За мной пристраивается зеленый пикап и не отстает много миль. Я то и дело сбрасываю скорость в неподходящих местах в надежде, что обгонит. Потом жму на газ. Но тоже в неподходящее время. Вцепляюсь в руль до боли в пальцах.

На длинном прямом участке дороги пикап меня обходит. Но сперва немного едет рядом, за рулем - коренастый мужчина в синей рабочей рубахе. Мы оглядываем друг друга. Потом он машет рукой, жмет на клаксон и уходит.

Я сбрасываю скорость, выискивая местечко. Съезжаю с дороги и глушу мотор. Внизу, под деревьями, слышно реку. Потом слышу, как возвращается пикап.

Я запираю дверцы и поднимаю стекла.

- Ты в порядке? - спрашивает мужчина. Постукивает по стеклу. - У тебя все хорошо? - Он облокачивается на дверцу и придвигает лицо к стеклу.

Я не свожу с него глаз. Я не в состоянии придумать, что мне делать.

- У тебя там все в порядке? Ты чего вся задраилась?

Я мотаю головой.

- Опусти стекло. - Он машет головой и оглядывается на дорогу, а потом снова смотрит на меня. - Да опусти ж ты.

- Я вас прошу, - говорю я. - Мне нужно ехать.

- Открой дверь, - произносит он, как будто не слыша. - Ты там задохнешься.

Он смотрит на мою грудь, на мои ноги. Точно знаю, что смотрит.

- Эй, солнышко, - говорит он. - Я ж только хотел помочь.

Гроб закрытый и опрыскан цветочными дезодорантами. Орган начинает играть, едва я сажусь. Люди входят и ищут себе места. Вот мальчишка в клешах и желтой рубашке с короткими рукавами. Открывается дверь и входит семья, вместе проходят к задрапированному месту сбоку. Скрипят кресла все усаживаются. Тут же приятный блондин в приятном темном костюме встает и просит нас склонить головы. Читает молитву за нас, живущих, а закончив, произносит молитву за душу усопшей.

Вместе с остальными я прохожу мимо гроба. Потом выбираюсь на парадное крыльцо, на дневное солнышко. Впереди, прихрамывая, спускается женщина. На тротуаре оглядывается.

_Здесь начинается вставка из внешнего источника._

use std::collections::{BTreeMap, BTreeSet, HashMap, HashSet};

use seqrpc_codec::{Codec, CodecError};
use seqrpc_frame::{FrameError, FramedTransport};
use seqrpc_transport::ByteStream;
use serde::de::DeserializeOwned;
use serde::Serialize;
use serde_json::Value;
use tracing::{debug, warn};

use crate::envelope::{Request, Response, Status};
use crate::error::{Result, RpcError};

/// Default number of responses that may be buffered while another call is awaited.
pub const DEFAULT_MAX_PENDING: usize = 1024;

/// Invoker behavior configuration.
#[derive(Debug, Clone)]
pub struct InvokerConfig {
    /// Upper bound on buffered out-of-order responses.
    pub max_pending: usize,
}

impl Default for InvokerConfig {
    fn default() -> Self {
        Self {
            max_pending: DEFAULT_MAX_PENDING,
        }
    }
}

/// Why a response was consumed without reaching its caller.
#[derive(Debug, Clone, Copy)]
enum Lost {
    Overflow,
    Oversized { size: usize, max: usize },
}

/// Client side of a connection.
///
/// Several requests may be sent before any response is awaited; responses
/// may come back in any order. A response that arrives while a different
/// sequence is being awaited is buffered until its own sequence is awaited.
pub struct Invoker<S, C> {
    transport: FramedTransport<S>,
    codec: C,
    config: InvokerConfig,
    pending: HashMap<u32, Response>,
    in_flight: HashSet<u32>,
    abandoned: BTreeSet<u32>,
    lost: BTreeMap<u32, Lost>,
}

impl<S: ByteStream, C: Codec<Value>> Invoker<S, C> {
    pub fn new(transport: FramedTransport<S>, codec: C) -> Self {
        Self::with_config(transport, codec, InvokerConfig::default())
    }

    pub fn with_config(transport: FramedTransport<S>, codec: C, config: InvokerConfig) -> Self {
        Self {
            transport,
            codec,
            config,
            pending: HashMap::new(),
            in_flight: HashSet::new(),
            abandoned: BTreeSet::new(),
            lost: BTreeMap::new(),
        }
    }

    /// Encode and send a request; returns its sequence for a later
    /// [`await_response`](Self::await_response).
    pub fn send_request(&mut self, function: &str, args: Vec<Value>) -> Result<u32> {
        let blob = self.codec.encode(&Request::new(function, args).into_value())?;
        let sequence = self.transport.send(&blob, None)?;
        self.in_flight.insert(sequence);
        debug!(sequence, function, size = blob.len(), "request sent");
        Ok(sequence)
    }

    /// Block until the response for `sequence` is available.
    ///
    /// OK yields the payload. EXCEPTION yields [`RpcError::RemoteException`];
    /// ERROR and unrecognized statuses yield [`RpcError::Protocol`]. A
    /// response that cannot be decoded aborts the wait with a codec error.
    ///
    /// A response dropped on arrival is reported when its sequence is
    /// awaited: [`RpcError::PendingOverflow`] if the pending table was full,
    /// [`FrameError::OversizedFrame`] if it exceeded the frame limit.
    pub fn await_response(&mut self, sequence: u32) -> Result<Value> {
        if let Some(response) = self.pending.remove(&sequence) {
            self.in_flight.remove(&sequence);
            return interpret(response);
        }
        if let Some(lost) = self.lost.remove(&sequence) {
            return Err(self.lost_error(sequence, lost));
        }
        if !self.in_flight.contains(&sequence) {
            return Err(RpcError::UnknownSequence(sequence));
        }

        loop {
            let frame = match self.transport.recv() {
                Ok(frame) => frame,
                Err(FrameError::OversizedFrame {
                    sequence: got,
                    size,
                    max,
                }) => {
                    let lost = Lost::Oversized { size, max };
                    if got == sequence {
                        self.in_flight.remove(&sequence);
                        return Err(self.lost_error(sequence, lost));
                    }
                    self.record_lost(got, lost);
                    continue;
                }
                Err(err) => return Err(err.into()),
            };
            let value = self.codec.decode(&frame.payload)?;
            let response = Response::from_value(value)
                .map_err(|err| RpcError::Protocol(format!("malformed response: {err}")))?;

            if frame.sequence == sequence {
                self.in_flight.remove(&sequence);
                return interpret(response);
            }
            self.buffer(frame.sequence, response)?;
        }
    }

    /// `send_request` followed by `await_response`.
    pub fn call(&mut self, function: &str, args: Vec<Value>) -> Result<Value> {
        let sequence = self.send_request(function, args)?;
        self.await_response(sequence)
    }

    /// Call with serializable arguments and a deserializable result.
    ///
    /// `args` must serialize to a sequence (tuple, array, `Vec`) or to
    /// `null` for no arguments.
    pub fn call_typed<A, R>(&mut self, function: &str, args: A) -> Result<R>
    where
        A: Serialize,
        R: DeserializeOwned,
    {
        let args = match serde_json::to_value(args)
            .map_err(|err| CodecError::Encode(err.to_string()))?
        {
            Value::Array(args) => args,
            Value::Null => Vec::new(),
            other => {
                return Err(RpcError::Protocol(format!(
                    "arguments must serialize to a sequence, got {}",
                    crate::envelope::kind_of(&other)
                )))
            }
        };
        let value = self.call(function, args)?;
        serde_json::from_value(value).map_err(|err| CodecError::Decode(err.to_string()).into())
    }

    /// Forget an in-flight call. A buffered response is dropped now; one
    /// that arrives later is discarded. Returns false if `sequence` was not
    /// outstanding.
    pub fn abandon(&mut self, sequence: u32) -> bool {
        if !self.in_flight.remove(&sequence) {
            return false;
        }
        if self.pending.remove(&sequence).is_none() {
            remember(&mut self.abandoned, sequence, self.config.max_pending);
        }
        debug!(sequence, "call abandoned");
        true
    }

    /// Responses buffered for calls not yet awaited.
    pub fn pending_len(&self) -> usize {
        self.pending.len()
    }

    /// Requests sent whose responses have not been consumed.
    pub fn in_flight_len(&self) -> usize {
        self.in_flight.len()
    }

    pub fn config(&self) -> &InvokerConfig {
        &self.config
    }

    pub fn close(&mut self) -> Result<()> {
        self.abandoned.clear();
        self.transport.close()?;
        Ok(())
    }

    pub fn transport(&self) -> &FramedTransport<S> {
        &self.transport
    }

    pub fn transport_mut(&mut self) -> &mut FramedTransport<S> {
        &mut self.transport
    }

    pub fn into_transport(self) -> FramedTransport<S> {
        self.transport
    }

    fn buffer(&mut self, sequence: u32, response: Response) -> Result<()> {
        if self.abandoned.remove(&sequence) {
            debug!(sequence, "discarding response for abandoned call");
            return Ok(());
        }
        if !self.in_flight.contains(&sequence) || self.pending.contains_key(&sequence) {
            warn!(sequence, "dropping unsolicited response");
            return Ok(());
        }
        if self.pending.len() >= self.config.max_pending {
            self.record_lost(sequence, Lost::Overflow);
            return Err(self.lost_error(sequence, Lost::Overflow));
        }
        debug!(sequence, "buffering out-of-order response");
        self.pending.insert(sequence, response);
        Ok(())
    }

    /// Retire an in-flight sequence whose response will never be delivered.
    fn record_lost(&mut self, sequence: u32, lost: Lost) {
        if self.abandoned.remove(&sequence) || !self.in_flight.remove(&sequence) {
            return;
        }
        warn!(sequence, ?lost, "response dropped");
        while self.lost.len() >= self.config.max_pending.max(1) {
            self.lost.pop_first();
        }
        self.lost.insert(sequence, lost);
    }

    fn lost_error(&self, sequence: u32, lost: Lost) -> RpcError {
        match lost {
            Lost::Overflow => RpcError::PendingOverflow {
                limit: self.config.max_pending,
            },
            Lost::Oversized { size, max } => FrameError::OversizedFrame {
                sequence,
                size,
                max,
            }
            .into(),
        }
    }
}

/// Insert into a bookkeeping set holding at most `limit` sequences,
/// evicting the oldest. An evicted sequence reads as unknown afterwards.
fn remember(set: &mut BTreeSet<u32>, sequence: u32, limit: usize) {
    while set.len() >= limit.max(1) {
        set.pop_first();
    }
    set.insert(sequence);
}

fn interpret(response: Response) -> Result<Value> {
    match response.status {
        Status::Ok => Ok(response.payload),
        Status::Exception => Err(RpcError::RemoteException(response.payload_text())),
        Status::Error => Err(RpcError::Protocol(response.payload_text())),
        Status::Unknown(code) => Err(RpcError::Protocol(format!(
            "unrecognized response status {code}"
        ))),
    }
}

impl<S, C> std::fmt::Debug for Invoker<S, C> {
    fn fmt(&self, f: &mut std::fmt::Formatter<'_>) -> std::fmt::Result {
        f.debug_struct("Invoker")
            .field("transport", &self.transport)
            .field("config", &self.config)
            .field("in_flight", &self.in_flight.len())
            .field("pending", &self.pending.len())
            .finish_non_exhaustive()
    }
}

- Этого-то поймали, - говорит она. - Если кому в утешение. Арестовали сегодня утром. Я слышала по радио перед тем, как выйти. Мальчишка местный, городской.

Мы проходим несколько шагов по раскаленному асфальту. Народ заводит машины. Я вытягиваю руку и хватаюсь за паркометр. Полированные колпаки и полированные бамперы. В голове плывет.

Я говорю:

- У них могут дружки остаться, у этих убийц. Кто их знает.

- Я эту девочку сызмальства знала, - говорит женщина. - Забежит, бывало, я ей печенья напеку, сидит у телевизора, кушает.

Дома Стюарт сидит за столом, перед ним стакан с виски. На какой-то безумный миг мне кажется: что-то стряслось с Дином.

- Где он? - спрашиваю я. - Где Дин?

- Во дворе, - отвечает муж.

Он допивает виски и встает. Говорит:

- Кажется, я знаю, что тебе нужно.

Одной рукой он берет меня за талию, а другой начинает расстегивать на мне жакет, потом принимается за блузку.

- Первым делом главное, - говорит он.

Он еще что-то говорит. Но мне его слушать ни к чему. Мне не слышно ничего, когда шумит столько воды.

- Да, действительно, - отвечаю я, расстегивая остаток пуговиц сама. - Пока Дин не пришел. Давай быстрее.